RAW DATA =
"""

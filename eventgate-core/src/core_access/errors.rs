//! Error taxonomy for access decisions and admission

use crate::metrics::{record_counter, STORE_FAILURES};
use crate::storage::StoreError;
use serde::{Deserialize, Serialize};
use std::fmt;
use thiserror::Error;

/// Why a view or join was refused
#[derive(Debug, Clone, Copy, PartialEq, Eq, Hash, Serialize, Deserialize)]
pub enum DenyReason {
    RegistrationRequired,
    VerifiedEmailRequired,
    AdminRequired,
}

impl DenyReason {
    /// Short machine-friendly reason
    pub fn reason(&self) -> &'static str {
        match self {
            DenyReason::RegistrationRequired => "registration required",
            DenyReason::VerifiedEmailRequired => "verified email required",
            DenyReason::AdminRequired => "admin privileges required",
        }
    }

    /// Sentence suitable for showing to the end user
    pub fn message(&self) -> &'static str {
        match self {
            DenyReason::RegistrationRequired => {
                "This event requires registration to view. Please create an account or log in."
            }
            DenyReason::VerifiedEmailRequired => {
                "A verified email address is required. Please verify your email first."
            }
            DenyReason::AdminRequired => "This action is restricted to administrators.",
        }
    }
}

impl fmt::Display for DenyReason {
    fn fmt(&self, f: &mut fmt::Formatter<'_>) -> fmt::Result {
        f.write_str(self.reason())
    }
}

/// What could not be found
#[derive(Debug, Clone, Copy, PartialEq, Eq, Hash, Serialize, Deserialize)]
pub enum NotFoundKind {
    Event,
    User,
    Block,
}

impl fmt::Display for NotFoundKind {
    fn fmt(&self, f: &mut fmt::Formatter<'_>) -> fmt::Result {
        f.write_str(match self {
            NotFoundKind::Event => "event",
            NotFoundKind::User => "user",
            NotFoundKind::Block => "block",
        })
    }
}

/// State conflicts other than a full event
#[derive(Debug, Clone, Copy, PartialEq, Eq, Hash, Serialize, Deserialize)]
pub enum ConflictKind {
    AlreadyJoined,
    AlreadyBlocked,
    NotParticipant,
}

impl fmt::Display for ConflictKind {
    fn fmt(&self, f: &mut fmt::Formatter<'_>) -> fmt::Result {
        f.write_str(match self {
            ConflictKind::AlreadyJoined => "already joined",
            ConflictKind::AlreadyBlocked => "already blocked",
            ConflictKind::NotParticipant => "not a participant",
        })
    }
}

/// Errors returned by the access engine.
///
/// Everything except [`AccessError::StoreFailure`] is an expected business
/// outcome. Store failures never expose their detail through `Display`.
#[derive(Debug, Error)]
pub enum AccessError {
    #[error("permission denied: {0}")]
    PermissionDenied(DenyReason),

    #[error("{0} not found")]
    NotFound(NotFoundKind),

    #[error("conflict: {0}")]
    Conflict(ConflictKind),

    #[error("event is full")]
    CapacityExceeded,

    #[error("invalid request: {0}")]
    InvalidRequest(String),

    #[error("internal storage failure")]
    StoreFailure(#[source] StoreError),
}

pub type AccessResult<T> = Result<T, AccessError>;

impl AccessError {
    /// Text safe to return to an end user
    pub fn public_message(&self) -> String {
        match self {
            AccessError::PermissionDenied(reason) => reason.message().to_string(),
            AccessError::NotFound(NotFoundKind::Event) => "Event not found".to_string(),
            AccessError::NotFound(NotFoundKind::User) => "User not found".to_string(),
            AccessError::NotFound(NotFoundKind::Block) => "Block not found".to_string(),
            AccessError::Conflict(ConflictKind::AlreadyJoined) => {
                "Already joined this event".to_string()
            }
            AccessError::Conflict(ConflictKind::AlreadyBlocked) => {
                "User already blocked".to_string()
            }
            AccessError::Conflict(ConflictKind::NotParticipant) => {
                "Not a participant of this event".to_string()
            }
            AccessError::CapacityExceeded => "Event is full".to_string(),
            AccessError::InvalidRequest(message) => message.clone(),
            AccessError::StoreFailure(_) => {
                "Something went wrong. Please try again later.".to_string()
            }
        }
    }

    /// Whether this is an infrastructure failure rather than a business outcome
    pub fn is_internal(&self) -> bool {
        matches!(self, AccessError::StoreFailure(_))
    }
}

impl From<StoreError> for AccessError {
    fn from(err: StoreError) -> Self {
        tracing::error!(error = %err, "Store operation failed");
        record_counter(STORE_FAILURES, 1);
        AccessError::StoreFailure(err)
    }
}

"""
"""

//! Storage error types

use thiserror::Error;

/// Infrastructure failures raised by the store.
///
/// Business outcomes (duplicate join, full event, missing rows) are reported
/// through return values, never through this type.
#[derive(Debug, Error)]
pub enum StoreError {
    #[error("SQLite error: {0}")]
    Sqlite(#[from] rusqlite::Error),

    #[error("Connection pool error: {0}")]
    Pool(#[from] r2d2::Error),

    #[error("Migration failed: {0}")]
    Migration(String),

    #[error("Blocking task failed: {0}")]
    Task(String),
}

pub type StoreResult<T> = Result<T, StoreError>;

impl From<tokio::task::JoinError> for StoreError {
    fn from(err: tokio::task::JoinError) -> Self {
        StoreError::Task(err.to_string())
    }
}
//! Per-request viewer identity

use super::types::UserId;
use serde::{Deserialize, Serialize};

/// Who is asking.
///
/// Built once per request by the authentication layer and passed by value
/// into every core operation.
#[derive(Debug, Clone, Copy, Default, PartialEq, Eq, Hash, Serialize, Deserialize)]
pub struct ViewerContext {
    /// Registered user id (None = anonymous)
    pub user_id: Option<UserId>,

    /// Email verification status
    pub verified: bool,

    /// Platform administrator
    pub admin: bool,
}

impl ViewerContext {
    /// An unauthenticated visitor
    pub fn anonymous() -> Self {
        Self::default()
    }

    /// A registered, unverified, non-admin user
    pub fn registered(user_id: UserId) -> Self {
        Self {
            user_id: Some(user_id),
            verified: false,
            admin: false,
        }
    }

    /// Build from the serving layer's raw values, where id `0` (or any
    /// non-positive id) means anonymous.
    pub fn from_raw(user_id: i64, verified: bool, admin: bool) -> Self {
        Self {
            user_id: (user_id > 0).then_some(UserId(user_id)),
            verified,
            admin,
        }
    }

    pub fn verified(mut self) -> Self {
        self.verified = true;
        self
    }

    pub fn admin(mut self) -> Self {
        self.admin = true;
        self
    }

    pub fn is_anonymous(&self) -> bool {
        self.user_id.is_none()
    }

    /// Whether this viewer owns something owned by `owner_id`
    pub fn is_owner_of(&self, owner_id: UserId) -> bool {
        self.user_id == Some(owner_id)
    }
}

"""
"""

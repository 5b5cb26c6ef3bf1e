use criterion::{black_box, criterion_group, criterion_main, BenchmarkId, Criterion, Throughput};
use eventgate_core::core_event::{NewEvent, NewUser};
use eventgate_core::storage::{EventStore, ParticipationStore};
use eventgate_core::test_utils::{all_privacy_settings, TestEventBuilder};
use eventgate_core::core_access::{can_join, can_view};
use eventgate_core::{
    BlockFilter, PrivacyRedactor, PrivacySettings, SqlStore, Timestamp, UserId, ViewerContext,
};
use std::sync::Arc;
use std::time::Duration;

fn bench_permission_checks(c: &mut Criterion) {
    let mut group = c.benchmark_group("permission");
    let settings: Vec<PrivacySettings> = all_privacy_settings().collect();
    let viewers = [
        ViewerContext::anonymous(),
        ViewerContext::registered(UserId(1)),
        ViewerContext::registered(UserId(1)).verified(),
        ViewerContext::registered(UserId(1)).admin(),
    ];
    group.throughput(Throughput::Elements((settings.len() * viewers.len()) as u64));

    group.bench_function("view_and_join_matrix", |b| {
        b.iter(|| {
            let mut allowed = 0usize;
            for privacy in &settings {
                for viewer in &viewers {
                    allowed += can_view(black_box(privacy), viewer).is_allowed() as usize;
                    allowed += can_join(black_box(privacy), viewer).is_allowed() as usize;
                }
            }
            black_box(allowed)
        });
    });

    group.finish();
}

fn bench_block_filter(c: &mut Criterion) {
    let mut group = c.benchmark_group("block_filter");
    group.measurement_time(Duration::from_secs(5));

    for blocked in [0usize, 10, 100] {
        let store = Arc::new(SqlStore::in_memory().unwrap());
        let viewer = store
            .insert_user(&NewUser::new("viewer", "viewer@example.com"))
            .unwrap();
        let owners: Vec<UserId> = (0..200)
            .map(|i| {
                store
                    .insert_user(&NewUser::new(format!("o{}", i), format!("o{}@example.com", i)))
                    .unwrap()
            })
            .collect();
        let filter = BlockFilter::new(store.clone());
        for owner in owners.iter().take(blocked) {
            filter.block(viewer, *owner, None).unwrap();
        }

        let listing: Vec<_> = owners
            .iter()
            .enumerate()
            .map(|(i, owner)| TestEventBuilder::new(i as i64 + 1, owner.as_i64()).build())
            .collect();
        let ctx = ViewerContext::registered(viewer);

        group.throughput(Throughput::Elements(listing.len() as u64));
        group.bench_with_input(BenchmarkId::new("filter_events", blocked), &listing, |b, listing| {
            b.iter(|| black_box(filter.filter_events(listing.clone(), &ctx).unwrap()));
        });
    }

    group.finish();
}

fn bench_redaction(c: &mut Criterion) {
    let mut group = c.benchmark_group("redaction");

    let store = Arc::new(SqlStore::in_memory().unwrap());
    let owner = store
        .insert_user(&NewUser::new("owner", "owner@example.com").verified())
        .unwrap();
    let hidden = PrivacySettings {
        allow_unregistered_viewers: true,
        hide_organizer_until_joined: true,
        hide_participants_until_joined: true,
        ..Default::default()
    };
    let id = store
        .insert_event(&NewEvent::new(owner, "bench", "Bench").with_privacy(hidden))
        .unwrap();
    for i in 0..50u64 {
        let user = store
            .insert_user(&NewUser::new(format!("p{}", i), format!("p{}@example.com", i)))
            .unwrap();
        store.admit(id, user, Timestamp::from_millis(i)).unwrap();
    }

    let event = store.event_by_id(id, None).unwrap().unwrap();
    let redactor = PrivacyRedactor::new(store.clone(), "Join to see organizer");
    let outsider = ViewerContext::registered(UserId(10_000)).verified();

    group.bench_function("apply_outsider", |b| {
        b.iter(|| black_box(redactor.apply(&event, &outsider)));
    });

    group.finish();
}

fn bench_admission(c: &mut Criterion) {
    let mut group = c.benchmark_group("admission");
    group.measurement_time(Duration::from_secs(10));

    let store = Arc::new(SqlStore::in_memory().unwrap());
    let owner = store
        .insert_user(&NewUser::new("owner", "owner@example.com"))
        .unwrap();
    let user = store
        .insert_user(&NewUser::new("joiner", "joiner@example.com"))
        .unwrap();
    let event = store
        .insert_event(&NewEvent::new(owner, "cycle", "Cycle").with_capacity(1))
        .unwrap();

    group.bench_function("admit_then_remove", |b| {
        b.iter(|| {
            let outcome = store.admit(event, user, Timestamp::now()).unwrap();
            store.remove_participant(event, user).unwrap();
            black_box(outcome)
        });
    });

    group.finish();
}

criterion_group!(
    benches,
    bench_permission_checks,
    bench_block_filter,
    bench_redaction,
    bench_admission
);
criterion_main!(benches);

"""

WHAT TO DO =
Repeat, exactly as they stand above, the lines from the line with "filename eventgate-core/src/core_access/errors.rs" to the line with "not be found", both lines included.

FINAL ANSWER =
filename eventgate-core/src/core_access/errors.rs
//! Error taxonomy for access decisions and admission

use crate::metrics::{record_counter, STORE_FAILURES};
use crate::storage::StoreError;
use serde::{Deserialize, Serialize};
use std::fmt;
use thiserror::Error;

/// Why a view or join was refused
#[derive(Debug, Clone, Copy, PartialEq, Eq, Hash, Serialize, Deserialize)]
pub enum DenyReason {
    RegistrationRequired,
    VerifiedEmailRequired,
    AdminRequired,
}

impl DenyReason {
    /// Short machine-friendly reason
    pub fn reason(&self) -> &'static str {
        match self {
            DenyReason::RegistrationRequired => "registration required",
            DenyReason::VerifiedEmailRequired => "verified email required",
            DenyReason::AdminRequired => "admin privileges required",
        }
    }

    /// Sentence suitable for showing to the end user
    pub fn message(&self) -> &'static str {
        match self {
            DenyReason::RegistrationRequired => {
                "This event requires registration to view. Please create an account or log in."
            }
            DenyReason::VerifiedEmailRequired => {
                "A verified email address is required. Please verify your email first."
            }
            DenyReason::AdminRequired => "This action is restricted to administrators.",
        }
    }
}

impl fmt::Display for DenyReason {
    fn fmt(&self, f: &mut fmt::Formatter<'_>) -> fmt::Result {
        f.write_str(self.reason())
    }
}

/// What could not be found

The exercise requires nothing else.